When you are involved in a personal injury, life can be turned upside down. While it’s hard enough for an adult to deal with the trouble, stress, and strife caused by the actions of another, imagine if that trouble was placed on the shoulders of a child.
Depending on where you live in the world, the rules on what you can and should do to represent and protect a child may differ. Let’s talk about how you can claim compensation on your child’s behalf, should the worst occur.
Special Rules for Personal Injury Claims for Children
For the majority of cases, children can file for personal injury claims only if there is a legal guardian able to represent their interests. If not, the statute of limitations – that’s the legal time limit you have to claim a compensation case after the accident – will begin when the child turns 18 years old and is classed as a legal adult.
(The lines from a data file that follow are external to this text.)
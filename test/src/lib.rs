pub mod helpers;
pub mod local_socket;
pub mod test_world;

pub use helpers::*;
pub use local_socket::{LinkConditioner, LocalSocketPair, LocalWire};
pub use test_world::{TestActor, TestWorld};

mod network_object;
mod replication_host;

pub use network_object::{
    ActorDestructionInfo, NetDormancy, NetworkActorSettings, NetworkObjectInfo, NetworkObjectList,
};
pub use replication_host::{NetViewer, ReplicationHost};
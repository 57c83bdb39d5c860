use std::cmp::Ordering;

use glam::Vec3;

use repnet_shared::{ActorId, ChannelIndex, NetGuid};

use crate::world::NetViewer;

/// Distance below which an actor behind the viewer still counts as close.
pub const CLOSE_PROXIMITY: f32 = 500.0;
pub const NEAR_SIGHT_THRESHOLD: f32 = 2000.0;
pub const MED_SIGHT_THRESHOLD: f32 = 3162.0;
pub const FAR_SIGHT_THRESHOLD: f32 = 8000.0;

/// Fixed-point scale applied to float priorities before sorting.
pub const PRIORITY_SCALE: f32 = 65536.0;

/// What a prioritized entry refers to.
#[derive(Clone, Copy, Debug, PartialEq, Eq)]
pub enum PriorityTarget {
    Actor {
        actor: ActorId,
        ch_index: Option<ChannelIndex>,
    },
    /// Tells the connection to destroy an actor it has no channel for.
    Destruction { guid: NetGuid },
}

#[derive(Clone, Copy, Debug, PartialEq, Eq)]
pub struct ActorPriority {
    pub priority: i32,
    pub target: PriorityTarget,
}

impl ActorPriority {
    pub fn actor(&self) -> Option<ActorId> {
        match self.target {
            PriorityTarget::Actor { actor, .. } => Some(actor),
            PriorityTarget::Destruction { .. } => None,
        }
    }
}

/// Higher priority first. Equal priorities put actors before destruction
/// entries, then order by ascending actor id or net guid, so the order
/// never depends on how the list was built.
pub fn compare_actor_priority(a: &ActorPriority, b: &ActorPriority) -> Ordering {
    b.priority.cmp(&a.priority).then_with(|| match (a.target, b.target) {
        (PriorityTarget::Actor { actor: left, .. }, PriorityTarget::Actor { actor: right, .. }) => left.cmp(&right),
        (PriorityTarget::Actor { .. }, PriorityTarget::Destruction { .. }) => Ordering::Less,
        (PriorityTarget::Destruction { .. }, PriorityTarget::Actor { .. }) => Ordering::Greater,
        (PriorityTarget::Destruction { guid: left }, PriorityTarget::Destruction { guid: right }) => left.cmp(&right),
    })
}

pub fn sort_priorities(list: &mut [ActorPriority]) {
    list.sort_by(compare_actor_priority);
}

pub fn to_fixed_priority(priority: f32) -> i32 {
    (PRIORITY_SCALE * priority).round() as i32
}

/// Distance and facing weighted priority of an actor at `location`, as seen
/// by `viewer`. `time` is how long the actor has waited for an update. The
/// viewer's own view target is always boosted.
pub fn default_net_priority(
    actor: ActorId,
    location: Vec3,
    net_priority: f32,
    viewer: &NetViewer,
    time: f32,
) -> f32 {
    let mut time = time;
    if viewer.view_target == Some(actor) || viewer.controller == Some(actor) {
        return 4.0 * net_priority * time;
    }

    let dir = location - viewer.location;
    let dist_sq = dir.length_squared();
    let facing = viewer.direction.dot(dir);
    if facing < 0.0 {
        if dist_sq > NEAR_SIGHT_THRESHOLD * NEAR_SIGHT_THRESHOLD {
            time *= 0.2;
        } else if dist_sq > CLOSE_PROXIMITY * CLOSE_PROXIMITY {
            time *= 0.4;
        }
    } else if dist_sq < FAR_SIGHT_THRESHOLD * FAR_SIGHT_THRESHOLD && facing * facing > 0.5 * dist_sq {
        time *= 2.0;
    } else if dist_sq > MED_SIGHT_THRESHOLD * MED_SIGHT_THRESHOLD {
        time *= 0.4;
    }
    net_priority * time
}

/// Priority of a destruction entry at the position the actor died.
pub fn destruction_priority(location: Vec3, viewer: &NetViewer, spawn_priority_seconds: f32) -> f32 {
    let mut time = spawn_priority_seconds;
    let dir = location - viewer.location;
    let dist_sq = dir.length_squared();
    if viewer.direction.dot(dir) < 0.0 {
        if dist_sq > NEAR_SIGHT_THRESHOLD * NEAR_SIGHT_THRESHOLD {
            time *= 0.2;
        } else if dist_sq > CLOSE_PROXIMITY * CLOSE_PROXIMITY {
            time *= 0.4;
        }
    } else if dist_sq > MED_SIGHT_THRESHOLD * MED_SIGHT_THRESHOLD {
        time *= 0.4;
    }
    time
}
In most states, this would mean that the child would be able to claim for two years after they turn 18. In Oregon, however, a newly turned adult must claim compensation before their nineteenth birthday, since the statute of limitations here is only a single year.
It’s not just as straightforward as this, either. The child personal injury compensation laws in Oregon vary depending on whether the accident is the result of a car accident or safety failure, or whether the child was the victim of medical malpractice. If your child has been a victim of medical malpractice, you should see a specific lawyer for help. If your child has met an accident involving a car or pedestrian path, Johnston Law Firm is the best in the area to help you.
Oregon Law: Who Can Claim Compensation for Children
Oregon law sees children as ‘disabled’ in its eyes. This means they cannot represent themselves or handle their own legal proceedings. They must have a conservator appointed. This is usually the parents’ legal guardian. The conservator has various legal responsibilities, one of which is to conserve any compensation by spending it in the best interests of the child. A famous case of conservatorship is that of Brittany Spears and her father, who recently had a court battle of their own to end it.
In most cases, a successful compensation claim made by the Guardian Ad Litem will result in a structured settlement. This usually involves payments being made to the child intermittently, rather than all at once. It would usually allow for a payment when the child is of legal age, and small payments until then. Conservators are under all manner of legal obligations of their own, so it’s important to hire a good children’s injury claim lawyer to keep you abreast of the situation.
With time and effort, a conservatorship can protect your child against personal injuries. However, it’s not your only option. If you would rather avoid the stress, waiting for your child to turn 18 and letting them decide for themselves may be best.